Prices rise for Agri-Foods when demand grows faster than supply. The world wants to eat more dairy products, butter included, and broilers, or table chicken. Supply simply does not respond in short-term to that increased demand. Response to higher demand by the marketplace is simply to raise prices for the commodity. A milk cow does not check the internet each morning for wholesale price of butter, and decide to produce more milk fat in response to higher quotes. And you can be assured that laying hens to do not try to lay more eggs when chicken prices are rising.
[Hear More: Ned Schmidt: Fundamentals Point to Higher Food Prices Ahead]

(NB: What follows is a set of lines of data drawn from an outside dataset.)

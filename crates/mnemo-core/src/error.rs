//! Engine error type
//!
//! Coordinator-level errors. Provider failures are caught at the coordinator
//! boundaries and degrade to soft outcomes wherever the contract allows;
//! what escapes here maps onto the HTTP error taxonomy in the server crate.

use crate::providers::ProviderError;
use crate::search::{KeywordIndexError, VectorIndexError};
use crate::storage::StorageError;

/// Engine error type
#[non_exhaustive]
#[derive(Debug, thiserror::Error)]
pub enum EngineError {
    /// Document store failure
    #[error(transparent)]
    Storage(#[from] StorageError),
    /// Vector index failure
    #[error(transparent)]
    Vector(#[from] VectorIndexError),
    /// Inverted index failure
    #[error(transparent)]
    Keyword(#[from] KeywordIndexError),
    /// Provider failure that could not be absorbed
    #[error(transparent)]
    Provider(#[from] ProviderError),
    /// Caller-supplied arguments are invalid (HTTP 400)
    #[error("Invalid argument: {0}")]
    InvalidArgument(String),
    /// Referenced entity does not exist (HTTP 404)
    #[error("Not found: {0}")]
    NotFound(String),
    /// A field failed domain validation (HTTP 400)
    #[error("Validation failed: {0}")]
    ValidationFailed(String),
    /// The episode record could not be written during sync
    #[error("Sync failed: {0}")]
    SyncFailed(String),
}

/// Engine result type
pub type Result<T> = std::result::Result<T, EngineError>;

As the chart above portrays, prices for Agri-Commodities have been rising for quite some time, and recently reached a record high. That history suggests that something different has been happening with Agri-Commodity prices. That something different is that world demand for food is beginning to bump up against the world’s long-term ability to supply food. Higher prices for beef will not change the reality that it takes about nine months for a calf to be born. The internet cannot change that fact. Higher prices for Agri-Commodities will not create another acre of arable land in either China or the U.S.
In top chart prices per pound for U.S. broilers, table chicken, are plotted. Those prices recently hit another new high. Chicken is both a price bargain relative to beef for consumers and an economic bargain to the world. To produce a kilogram of chicken requires slightly more than two kilograms of grain while with beef thirteen kilograms are required. (Agrimoney (2013), p. 150) Higher demand for chickens means that demand for feed grains should rise. As the price of soybeans shows in the second chart, strong global demand for animal feed has pushed up the prices of soybeans. Regardless of growth rate of China’s GDP, the chickens in that country still eat every day. More than half of soybean harvest is destined to become chicken feed. (Click here to see uses of Soybeans.)
And we can assure you that the internet cannot produce a single soybean—that still requires a farmer in the field using equipment, fertilizer, and seed as well as someone to gather, process and move those soybeans around the world in order to feed global consumers. In that process money, our real interest, flows from consumers to farmers. Agri-Equities are the ultimate benefit of this flow of money, and they remain largely ignored by the investment community.